## WHAT TO DO
The response must consist of the records below, copied exactly.

## ENTRIES SHOWN

Segment Open

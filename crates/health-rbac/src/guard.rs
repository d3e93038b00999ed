//! Authorization guard
//!
//! A stateless decision over (role, requirement, is_active, is_locked) and the
//! injected grant table. Evaluation order:
//!
//! 1. The role token must name a known [`Role`]
//! 2. The role/permission requirement must be met
//! 3. The account must be active
//! 4. The account must not be locked
//!
//! A caller must pass every step; the first failing step names the denial.

use crate::caller::Caller;
use crate::error::{AuthError, Denial};
use crate::grants::GrantTable;
use crate::permission::Permission;
use crate::requirement::AuthRequirement;
use crate::role::Role;
use std::collections::BTreeSet;
use std::sync::Arc;
use tracing::{debug, warn};

/// Pure authorization decision against a grant table
pub fn evaluate(
    grants: &GrantTable,
    caller: &Caller,
    requirement: &AuthRequirement,
) -> Result<(), Denial> {
    let role: Role = caller
        .parsed_role()
        .map_err(|unknown| Denial::UnknownRole { role: unknown.0 })?;

    match requirement {
        AuthRequirement::ByRole(allowed) => {
            if !allowed.contains(&role) {
                return Err(Denial::RoleNotAllowed {
                    allowed: allowed.iter().copied().collect(),
                    actual: role,
                });
            }
        }
        AuthRequirement::ByPermission(required) => {
            if !grants.has_permission(role, *required) {
                return Err(Denial::MissingPermission { required: *required, role });
            }
        }
        AuthRequirement::AnyOf(required) => {
            if !grants.has_any(role, required) {
                return Err(Denial::MissingAnyPermission {
                    required: required.iter().copied().collect(),
                    role,
                });
            }
        }
        AuthRequirement::AllOf(required) => {
            if !grants.has_all(role, required) {
                return Err(Denial::MissingAllPermissions {
                    required: required.iter().copied().collect(),
                    missing: grants.missing(role, required),
                    role,
                });
            }
        }
    }

    if !caller.is_active {
        return Err(Denial::AccountInactive);
    }
    if caller.is_locked {
        return Err(Denial::AccountLocked);
    }

    Ok(())
}

/// Composable guard invoked before handler logic runs
#[derive(Clone, Debug)]
pub struct Guard {
    grants: Arc<GrantTable>,
}

impl Guard {
    pub fn new(grants: Arc<GrantTable>) -> Self {
        Guard { grants }
    }

    pub fn grants(&self) -> &GrantTable {
        &self.grants
    }

    /// Evaluate any requirement. Returns the caller on success so guards
    /// compose in `?` chains.
    pub fn authorize<'c>(
        &self,
        caller: &'c Caller,
        requirement: &AuthRequirement,
    ) -> Result<&'c Caller, AuthError> {
        match evaluate(&self.grants, caller, requirement) {
            Ok(()) => {
                debug!(caller = %caller.id, %requirement, "authorized");
                Ok(caller)
            }
            Err(denial) => {
                warn!(
                    caller = %caller.id,
                    role = %caller.role,
                    %requirement,
                    ?denial,
                    "authorization denied"
                );
                Err(AuthError::PermissionDenied(denial))
            }
        }
    }

    pub fn authorize_by_role<'c>(
        &self,
        caller: &'c Caller,
        allowed_roles: &[Role],
    ) -> Result<&'c Caller, AuthError> {
        self.authorize(caller, &AuthRequirement::roles(allowed_roles.iter().copied()))
    }

    pub fn authorize_by_permission<'c>(
        &self,
        caller: &'c Caller,
        required: Permission,
    ) -> Result<&'c Caller, AuthError> {
        self.authorize(caller, &AuthRequirement::ByPermission(required))
    }

    pub fn authorize_by_any_permission<'c>(
        &self,
        caller: &'c Caller,
        required: &[Permission],
    ) -> Result<&'c Caller, AuthError> {
        let required: BTreeSet<Permission> = required.iter().copied().collect();
        self.authorize(caller, &AuthRequirement::AnyOf(required))
    }

    pub fn authorize_by_all_permissions<'c>(
        &self,
        caller: &'c Caller,
        required: &[Permission],
    ) -> Result<&'c Caller, AuthError> {
        let required: BTreeSet<Permission> = required.iter().copied().collect();
        self.authorize(caller, &AuthRequirement::AllOf(required))
    }
}

impl Default for Guard {
    fn default() -> Self {
        Guard::new(Arc::new(GrantTable::standard()))
    }
}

Segment Closed

## WRITTEN REPLY
filename crates/health-rbac/src/guard.rs
repository d3e93038b00999ed
//! Authorization guard
//!
//! A stateless decision over (role, requirement, is_active, is_locked) and the
//! injected grant table. Evaluation order:
//!
//! 1. The role token must name a known [`Role`]
//! 2. The role/permission requirement must be met
//! 3. The account must be active
//! 4. The account must not be locked
//!
//! A caller must pass every step; the first failing step names the denial.

use crate::caller::Caller;
use crate::error::{AuthError, Denial};
use crate::grants::GrantTable;
use crate::permission::Permission;
use crate::requirement::AuthRequirement;
use crate::role::Role;
use std::collections::BTreeSet;
use std::sync::Arc;
use tracing::{debug, warn};

/// Pure authorization decision against a grant table
pub fn evaluate(
    grants: &GrantTable,
    caller: &Caller,
    requirement: &AuthRequirement,
) -> Result<(), Denial> {
    let role: Role = caller
        .parsed_role()
        .map_err(|unknown| Denial::UnknownRole { role: unknown.0 })?;

    match requirement {
        AuthRequirement::ByRole(allowed) => {
            if !allowed.contains(&role) {
                return Err(Denial::RoleNotAllowed {
                    allowed: allowed.iter().copied().collect(),
                    actual: role,
                });
            }
        }
        AuthRequirement::ByPermission(required) => {
            if !grants.has_permission(role, *required) {
                return Err(Denial::MissingPermission { required: *required, role });
            }
        }
        AuthRequirement::AnyOf(required) => {
            if !grants.has_any(role, required) {
                return Err(Denial::MissingAnyPermission {
                    required: required.iter().copied().collect(),
                    role,
                });
            }
        }
        AuthRequirement::AllOf(required) => {
            if !grants.has_all(role, required) {
                return Err(Denial::MissingAllPermissions {
                    required: required.iter().copied().collect(),
                    missing: grants.missing(role, required),
                    role,
                });
            }
        }
    }

    if !caller.is_active {
        return Err(Denial::AccountInactive);
    }
    if caller.is_locked {
        return Err(Denial::AccountLocked);
    }

    Ok(())
}

/// Composable guard invoked before handler logic runs
#[derive(Clone, Debug)]
pub struct Guard {
    grants: Arc<GrantTable>,
}

impl Guard {
    pub fn new(grants: Arc<GrantTable>) -> Self {
        Guard { grants }
    }

    pub fn grants(&self) -> &GrantTable {
        &self.grants
    }

    /// Evaluate any requirement. Returns the caller on success so guards
    /// compose in `?` chains.
    pub fn authorize<'c>(
        &self,
        caller: &'c Caller,
        requirement: &AuthRequirement,
    ) -> Result<&'c Caller, AuthError> {
        match evaluate(&self.grants, caller, requirement) {
            Ok(()) => {
                debug!(caller = %caller.id, %requirement, "authorized");
                Ok(caller)
            }
            Err(denial) => {
                warn!(
                    caller = %caller.id,
                    role = %caller.role,
                    %requirement,
                    ?denial,
                    "authorization denied"
                );
                Err(AuthError::PermissionDenied(denial))
            }
        }
    }

    pub fn authorize_by_role<'c>(
        &self,
        caller: &'c Caller,
        allowed_roles: &[Role],
    ) -> Result<&'c Caller, AuthError> {
        self.authorize(caller, &AuthRequirement::roles(allowed_roles.iter().copied()))
    }

    pub fn authorize_by_permission<'c>(
        &self,
        caller: &'c Caller,
        required: Permission,
    ) -> Result<&'c Caller, AuthError> {
        self.authorize(caller, &AuthRequirement::ByPermission(required))
    }

    pub fn authorize_by_any_permission<'c>(
        &self,
        caller: &'c Caller,
        required: &[Permission],
    ) -> Result<&'c Caller, AuthError> {
        let required: BTreeSet<Permission> = required.iter().copied().collect();
        self.authorize(caller, &AuthRequirement::AnyOf(required))
    }

    pub fn authorize_by_all_permissions<'c>(
        &self,
        caller: &'c Caller,
        required: &[Permission],
    ) -> Result<&'c Caller, AuthError> {
        let required: BTreeSet<Permission> = required.iter().copied().collect();
        self.authorize(caller, &AuthRequirement::AllOf(required))
    }
}

impl Default for Guard {
    fn default() -> Self {
        Guard::new(Arc::new(GrantTable::standard()))
    }
}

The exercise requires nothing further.